Size, as Like A Jazz Machine knows, isn't everything. The audience in the Centre Culturel Regionel Opderschmelz amounts to just four seated rows downstairs, with a small standing section to the rear, and ten rows of seats upstairs. Yet this intimate setting is the arena for an international jazz program that would be the envy of much bigger towns and cities than Dudelange, whose 19,700 inhabitants reside half an hour south of Luxembourg, and close to the French border.

Held over four days—this review covers the first three days—the sixth edition of Like A Jazz machine 2017 featured big hitters like the Carla Bley Trio, Bojan Z, Nik Bärtsch's Mobile Extended, Nguyen Le, The Comet is Coming, Erik Truffaz and the Joachim Kuhn New Trio featuring Enrico Rava. In addition, a number of local artists, including Jérôme Klein, Pol Belardi, Niels Engel and the trio Dock in Absolute, proved that Luxembourg is indeed a fertile ground for contemporary jazz.

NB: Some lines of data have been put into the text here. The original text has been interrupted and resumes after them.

//! Initial schema migration - creates all tables from scratch.
//!
//! - `users`: identities with a role
//! - `wallets`: one point balance per user
//! - `wallet_ledger`: append-only balance changes
//! - `transactions`: money movements keyed by idempotency key
//! - `qr_codes`: signed single-use payment codes
//! - `missions` / `mission_logs`: graded tasks paying reward points
//! - `products` / `orders`: the marketplace

use sea_orm_migration::prelude::*;

#[derive(DeriveMigrationName)]
pub struct Migration;

// ─────────────────────────────────────────────────────────────────────────────
// Table identifiers
// ─────────────────────────────────────────────────────────────────────────────

#[derive(Iden)]
enum Users {
    Table,
    Id,
    Username,
    FullName,
    Role,
    CreatedAt,
}

#[derive(Iden)]
enum Wallets {
    Table,
    Id,
    UserId,
    Balance,
    LockedBalance,
    LifetimeEarned,
    LifetimeSpent,
    IsFrozen,
    FrozenReason,
    FrozenAt,
    FrozenBy,
    CreatedAt,
    UpdatedAt,
}

#[derive(Iden)]
enum WalletLedger {
    Table,
    Id,
    WalletId,
    TransactionId,
    EntryType,
    Amount,
    BalanceBefore,
    BalanceAfter,
    Description,
    ReferenceType,
    ReferenceId,
    CreatedAt,
}

#[derive(Iden)]
enum Transactions {
    Table,
    Id,
    Code,
    IdempotencyKey,
    InitiatedBy,
    TransactionType,
    Status,
    FromWalletId,
    ToWalletId,
    Amount,
    FeeAmount,
    NetAmount,
    Description,
    QrCodeId,
    OrderId,
    MissionLogId,
    ProcessedAt,
    CreatedAt,
}

#[derive(Iden)]
enum QrCodes {
    Table,
    Id,
    Code,
    QrType,
    CreatorId,
    Amount,
    Description,
    Signature,
    Status,
    IsSingleUse,
    MaxUses,
    CurrentUses,
    UsedBy,
    UsedAt,
    ProductId,
    TransactionId,
    ExpiresAt,
    CreatedAt,
    UpdatedAt,
}

#[derive(Iden)]
enum Missions {
    Table,
    Id,
    CreatorId,
    Title,
    Description,
    RewardPoints,
    MaxParticipants,
    CurrentParticipants,
    IsActive,
    IsRepeatable,
    CreatedAt,
    UpdatedAt,
}
//! Admin endpoints: user provisioning, balance adjustments, freezing.
//!
//! The engine enforces the admin role for adjustments and freezes. User
//! registration carries no caller in the engine and is gated here.

use api_types::{
    transaction::{AdjustmentNew, ReceiptView},
    user::{UserNew, UserView},
    wallet::{FreezeWallet, WalletView},
};
use axum::{
    Extension, Json,
    extract::{Path, State},
    http::StatusCode,
};
use axum_extra::TypedHeader;
use engine::{AdjustBalanceCmd, EngineError, RegisterUserCmd, Role, User};
use uuid::Uuid;

use crate::{
    ServerError,
    server::{IdempotencyKey, ServerState},
    transfers::created_or_replayed,
    views,
};

pub async fn register_user(
    Extension(user): Extension<User>,
    State(state): State<ServerState>,
    Json(payload): Json<UserNew>,
) -> Result<(StatusCode, Json<UserView>), ServerError> {
    if user.role != Role::Admin {
        return Err(EngineError::Forbidden("admin only".to_string()).into());
    }
    let cmd = RegisterUserCmd::new(
        payload.username,
        payload.full_name,
        views::role_from_api(payload.role),
    );
    let (created, _wallet) = state.engine.register_user(cmd).await?;
    Ok((StatusCode::CREATED, Json(views::user_view(created))))
}

pub async fn adjust(
    Extension(user): Extension<User>,
    State(state): State<ServerState>,
    key: Option<TypedHeader<IdempotencyKey>>,
    Json(payload): Json<AdjustmentNew>,
) -> Result<(StatusCode, Json<ReceiptView>), ServerError> {
    let cmd = AdjustBalanceCmd::new(
        user.id,
        payload.user_id,
        payload.amount,
        payload.reason,
        IdempotencyKey::or_missing(key),
    );
    let receipt = state.engine.adjust_balance(cmd).await?;
    Ok((
        created_or_replayed(receipt.replayed),
        Json(views::receipt_view(receipt)),
    ))
}

pub async fn freeze(
    Extension(user): Extension<User>,
    State(state): State<ServerState>,
    Path(user_id): Path<Uuid>,
    Json(payload): Json<FreezeWallet>,
) -> Result<Json<WalletView>, ServerError> {
    let wallet = state
        .engine
        .freeze_wallet(user.id, user_id, &payload.reason)
        .await?;
    Ok(Json(views::wallet_view(wallet)))
}

pub async fn unfreeze(
    Extension(user): Extension<User>,
    State(state): State<ServerState>,
    Path(user_id): Path<Uuid>,
) -> Result<Json<WalletView>, ServerError> {
    let wallet = state.engine.unfreeze_wallet(user.id, user_id).await?;
    Ok(Json(views::wallet_view(wallet)))
}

Perhaps, however, it shouldn't come as a surpise that Dudelange is host to such a dynamic jazz festival as Like A Jazz Machine, for the country itself is something of an enigma.

Size-wise, Luxembourg could fit into Rhode Island, while its 600,000 people makes it one of the least populous countries in Europe. Yet this tiny country, sandwiched between Belgium, Germany and France, has the highest population growth rate of any state in the world and ranks second in global GDP per capita. Luxembourg is also a visionary country, being one of the founders of the modern European Union as well as a pioneer in looking beyond our planet for resources in space. Big surprises often come in small packages.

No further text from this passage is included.